The proposal for joint patrols was earlier affirmed in 2016 under the administration of the late President Benigno Aquino III.

In a statement last year, Aquino’s Foreign Affairs Secretary, Albert del Rosario, said he met with Blinken, then Deputy Secretary of State, twice in Washington on the joint patrols agreement, which he said was shelved by the Duterte administration, “fearing that China would be displeased.”

Blinken said Washington will help “preserve and protect the Philippines’ precious maritime resources … (which) are under threat from illegal fishing and environmental destruction by outside actors.”

Blinked also expressed the commitment of the United States to de-escalate tensions over the Taiwan Strait to keep the region, including the Philippines, safe.

“Maintaining peace and stability across the Taiwan Strait is vital not only for Taiwan but for the Philippines and many other countries. What happens to the Taiwan Strait affects the entire region and in many ways affects the entire world like the South China Sea is a critical waterway,” he said.

China earlier announced it is cutting off contacts with Washington on key issues, including defense and climate change cooperation, in retaliation to US House Speaker Nancy Pelosi’s visit to Taiwan.

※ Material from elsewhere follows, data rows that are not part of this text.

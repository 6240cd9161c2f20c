//! Parallel reductions over the episode array.
//!
//! Both folds follow the same shape: a per-thread accumulator with an
//! identity, an `observe` step per episode, and a commutative `merge`, run
//! through rayon's `fold`/`reduce`. Iteration order is unspecified; sums
//! are accumulated in `f64` so reordering stays within accumulator
//! precision, and extremum ties break on the lower index.

use crate::core::Episode;
use crate::processing::selectors::{Direction, ExtremumSelector};
use rayon::prelude::*;

/// Centered moment sums for one pass over the buffer.
///
/// Sums are centered on the means current at fold time; the estimator
/// turns the globally reduced sums into mean/std updates.
#[derive(Debug, Clone)]
pub struct MomentAccum {
    count: f64,
    sum_r: f64,
    sumsq_r: f64,
    sum_s: Vec<f64>,
    sumsq_s: Vec<f64>,
}

impl MomentAccum {
    fn identity(dim_state: usize) -> Self {
        Self {
            count: 0.0,
            sum_r: 0.0,
            sumsq_r: 0.0,
            sum_s: vec![0.0; dim_state],
            sumsq_s: vec![0.0; dim_state],
        }
    }

    fn observe(&mut self, ep: &Episode, mean_r: f64, mean_s: &[f64], with_states: bool) {
        self.count += ep.ndata() as f64;
        for j in 0..ep.ndata() {
            let dr = ep.rewards[j] as f64 - mean_r;
            self.sum_r += dr;
            self.sumsq_r += dr * dr;
            if with_states {
                for (k, &mu) in mean_s.iter().enumerate() {
                    let ds = ep.states[j][k] as f64 - mu;
                    self.sum_s[k] += ds;
                    self.sumsq_s[k] += ds * ds;
                }
            }
        }
    }

    fn merge(mut self, other: Self) -> Self {
        self.count += other.count;
        self.sum_r += other.sum_r;
        self.sumsq_r += other.sumsq_r;
        for k in 0..self.sum_s.len() {
            self.sum_s[k] += other.sum_s[k];
            self.sumsq_s[k] += other.sumsq_s[k];
        }
        self
    }

    /// Flatten into the reducer payload:
    /// `[sum_s.., sumsq_s.., count, sum_r, sumsq_r]`.
    pub fn into_payload(self) -> Vec<f64> {
        let mut payload = self.sum_s;
        payload.extend_from_slice(&self.sumsq_s);
        payload.push(self.count);
        payload.push(self.sum_r);
        payload.push(self.sumsq_r);
        payload
    }
}

/// Fold centered moment sums over all episodes.
///
/// `with_states` skips the per-coordinate loops when only reward moments
/// are being updated.
pub fn moment_payload(
    episodes: &[Episode],
    mean_r: f32,
    mean_s: &[f32],
    with_states: bool,
) -> Vec<f64> {
    let dim = mean_s.len();
    let mean_r = mean_r as f64;
    let mean_s: Vec<f64> = mean_s.iter().map(|&m| m as f64).collect();
    episodes
        .par_iter()
        .fold(
            || MomentAccum::identity(dim),
            |mut acc, ep| {
                acc.observe(ep, mean_r, &mean_s, with_states);
                acc
            },
        )
        .reduce(|| MomentAccum::identity(dim), MomentAccum::merge)
        .into_payload()
}

/// Combined scalar sums and extremum selections from one eviction pass.
#[derive(Debug, Clone)]
pub struct EvictionScan {
    /// Total far-policy steps across the buffer.
    pub n_far: usize,
    /// Total KL divergence across the buffer.
    pub total_kl: f64,
    /// Total cumulative reward across the buffer.
    pub total_r: f64,
    /// Smallest insertion id.
    pub oldest: ExtremumSelector,
    /// Largest far-policy fraction.
    pub most_far: ExtremumSelector,
    /// Largest mean KL per step.
    pub high_kl: ExtremumSelector,
    most_off_eligible: ExtremumSelector,
    most_off_any: ExtremumSelector,
    penal_tol: f64,
}

impl EvictionScan {
    fn identity(penal_tol: f64) -> Self {
        Self {
            n_far: 0,
            total_kl: 0.0,
            total_r: 0.0,
            oldest: ExtremumSelector::new(Direction::Min),
            most_far: ExtremumSelector::new(Direction::Max),
            high_kl: ExtremumSelector::new(Direction::Max),
            most_off_eligible: ExtremumSelector::new(Direction::Min),
            most_off_any: ExtremumSelector::new(Direction::Min),
            penal_tol,
        }
    }

    fn observe(&mut self, index: usize, ep: &Episode) {
        self.n_far += ep.n_far_policy_steps;
        self.total_kl += ep.sum_kl_divergence;
        self.total_r += ep.total_reward;
        self.oldest.observe(index, ep.id as f64);
        if ep.ndata() == 0 {
            return;
        }
        self.most_far.observe(index, ep.far_policy_fraction());
        self.high_kl.observe(index, ep.avg_kl_divergence());
        let clipped = ep.avg_clip_imp_w();
        self.most_off_any.observe(index, clipped);
        if ep.n_far_policy_steps as f64 > self.penal_tol * ep.ndata() as f64 {
            self.most_off_eligible.observe(index, clipped);
        }
    }

    fn merge(mut self, other: Self) -> Self {
        self.n_far += other.n_far;
        self.total_kl += other.total_kl;
        self.total_r += other.total_r;
        self.oldest.merge(&other.oldest);
        self.most_far.merge(&other.most_far);
        self.high_kl.merge(&other.high_kl);
        self.most_off_eligible.merge(&other.most_off_eligible);
        self.most_off_any.merge(&other.most_off_any);
        self
    }

    /// Most-off-policy winner: episodes whose far-policy count exceeds the
    /// tolerated fraction take priority; otherwise the overall minimum
    /// average clipped weight. Zero-transition episodes never qualify.
    pub fn most_off_index(&self) -> Option<usize> {
        self.most_off_eligible.index().or_else(|| self.most_off_any.index())
    }
}

/// One parallel pass over the buffer: optional cumulative refresh, scalar
/// sums, and all four selectors.
pub fn eviction_scan(
    episodes: &mut [Episode],
    c_max: f64,
    c_inv: f64,
    recompute: bool,
    penal_tol: f64,
) -> EvictionScan {
    episodes
        .par_iter_mut()
        .enumerate()
        .fold(
            || EvictionScan::identity(penal_tol),
            |mut acc, (index, ep)| {
                if recompute {
                    ep.update_cumulative(c_max, c_inv);
                }
                acc.observe(index, ep);
                acc
            },
        )
        .reduce(|| EvictionScan::identity(penal_tol), EvictionScan::merge)
}

#[cfg(test)]
mod tests {
    use super::*;

    fn episode(rewards: &[f32], weights: &[f32], kls: &[f32], id: i64) -> Episode {
        let n = rewards.len();
        let mut ep = Episode::new(
            vec![vec![0.5, -0.5]; n],
            rewards.to_vec(),
            weights.to_vec(),
            kls.to_vec(),
        );
        ep.id = id;
        ep
    }

    #[test]
    fn test_moment_payload_layout_and_sums() {
        let eps = vec![
            episode(&[1.0, 2.0], &[1.0, 1.0], &[0.0, 0.0], 0),
            episode(&[3.0], &[1.0], &[0.0], 1),
        ];
        let payload = moment_payload(&eps, 0.0, &[0.0, 0.0], true);
        assert_eq!(payload.len(), 7);
        // states are all (0.5, -0.5): sums 1.5 and -1.5, squares 0.75 each
        assert!((payload[0] - 1.5).abs() < 1e-12);
        assert!((payload[1] + 1.5).abs() < 1e-12);
        assert!((payload[2] - 0.75).abs() < 1e-12);
        assert!((payload[3] - 0.75).abs() < 1e-12);
        assert!((payload[4] - 3.0).abs() < 1e-12);
        assert!((payload[5] - 6.0).abs() < 1e-12);
        assert!((payload[6] - 14.0).abs() < 1e-12);
    }

    #[test]
    fn test_moment_payload_centering() {
        let eps = vec![episode(&[5.0, 5.0], &[1.0, 1.0], &[0.0, 0.0], 0)];
        let payload = moment_payload(&eps, 5.0, &[0.0, 0.0], false);
        assert!((payload[4] - 2.0).abs() < 1e-12);
        assert!(payload[5].abs() < 1e-12);
        assert!(payload[6].abs() < 1e-12);
        // states skipped
        assert!(payload[0].abs() < 1e-12 && payload[2].abs() < 1e-12);
    }

    #[test]
    fn test_scan_totals_and_selectors() {
        let mut eps = vec![
            episode(&[1.0; 4], &[1.0; 4], &[0.1; 4], 10),
            episode(&[2.0; 2], &[9.0, 9.0], &[0.5, 0.5], 11),
            episode(&[3.0; 2], &[1.0, 1.0], &[2.0, 2.0], 12),
        ];
        let scan = eviction_scan(&mut eps, 2.0, 0.5, true, 0.1);

        assert_eq!(scan.n_far, 2);
        assert!((scan.total_kl - (0.4 + 1.0 + 4.0)).abs() < 1e-9);
        assert!((scan.total_r - (4.0 + 4.0 + 6.0)).abs() < 1e-9);
        assert_eq!(scan.oldest.index(), Some(0));
        assert_eq!(scan.most_far.index(), Some(1));
        assert_eq!(scan.high_kl.index(), Some(2));
        // episode 1 is the only eligible one (2/2 far > 0.1) and also has
        // the largest clipped weight; eligibility still routes to it
        assert_eq!(scan.most_off_index(), Some(1));
    }

    #[test]
    fn test_scan_fallback_when_none_eligible() {
        let mut eps = vec![
            episode(&[1.0; 3], &[1.0, 1.0, 1.0], &[0.0; 3], 0),
            episode(&[1.0; 3], &[0.6, 0.6, 0.6], &[0.0; 3], 1),
        ];
        let scan = eviction_scan(&mut eps, 2.0, 0.5, true, 0.5);
        // no far-policy steps anywhere: fall back to minimum clipped weight
        assert_eq!(scan.n_far, 0);
        assert_eq!(scan.most_off_index(), Some(1));
    }

    #[test]
    fn test_scan_invariant_under_permutation() {
        let build = |order: &[usize]| {
            let pool = [
                episode(&[1.0, -2.0, 0.5], &[0.2, 1.0, 3.0], &[0.3, 0.1, 0.2], 5),
                episode(&[4.0], &[1.0], &[0.9], 6),
                episode(&[0.0, 0.0], &[5.0, 0.1], &[0.0, 0.4], 7),
            ];
            let mut eps: Vec<Episode> = order.iter().map(|&i| pool[i].clone()).collect();
            let scan = eviction_scan(&mut eps, 2.0, 0.5, true, 0.1);
            let ids = |sel: &ExtremumSelector| sel.index().map(|i| eps[i].id);
            (
                scan.n_far,
                scan.total_kl,
                scan.total_r,
                ids(&scan.oldest),
                ids(&scan.most_far),
                ids(&scan.high_kl),
            )
        };
        let a = build(&[0, 1, 2]);
        let b = build(&[2, 0, 1]);
        assert_eq!(a.0, b.0);
        assert!((a.1 - b.1).abs() < 1e-12);
        assert!((a.2 - b.2).abs() < 1e-12);
        assert_eq!(a.3, b.3);
        assert_eq!(a.4, b.4);
        assert_eq!(a.5, b.5);
    }

    #[test]
    fn test_recompute_refreshes_cached_scores() {
        let mut eps = vec![episode(&[1.0; 3], &[0.9, 1.0, 1.1], &[0.0; 3], 0)];
        // construction window [1, 1] marked two steps far-policy
        assert_eq!(eps[0].n_far_policy_steps, 2);
        let scan = eviction_scan(&mut eps, 2.0, 0.5, true, 0.1);
        assert_eq!(scan.n_far, 0);
        assert_eq!(eps[0].n_far_policy_steps, 0);

        // without recompute the cached value is trusted as-is
        eps[0].n_far_policy_steps = 99;
        let scan = eviction_scan(&mut eps, 2.0, 0.5, false, 0.1);
        assert_eq!(scan.n_far, 99);
    }
}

The mainland also held its largest military drill near the self-governing island on Thursday, firing live missiles and deploying fighter jets.

In his meeting with Marcos, Blinken underscored the “strong” alliance between the two treaty allies.

“I believe it can grow even stronger,” Blinken told Marcos at the presidential palace.

Marcos hailed the “special relationship” between the two countries.

Marcos told Blinken he believes the tensions in the Taiwan Strait did not heighten in intensity – rather, it showed how deep the conflict already is.

“To be perfectly candid, I did not think it raised the intensity, it just demonstrated it – how the intensity of that conflict has been. It actually has been at that level for a good while, but we got used to it and put it aside,” Marcos said. “This just demonstrates how volatile the international diplomatic scene is not only in the region.”

“This just points to the fact of the importance of the relationship between the United States and the Philippines. I hope that we will continue to evolve that relationship in the face of all the changes we have been seeing.”

The President also underscored how the MDT itself “is in constant evolution.”

“As I spoke with your Ambassador some time when she came, we can no longer isolate one part of our relationship from the other. We are too closely tied because of the special relationship between the US and the Philippines, and the history that we share,” Marcos added.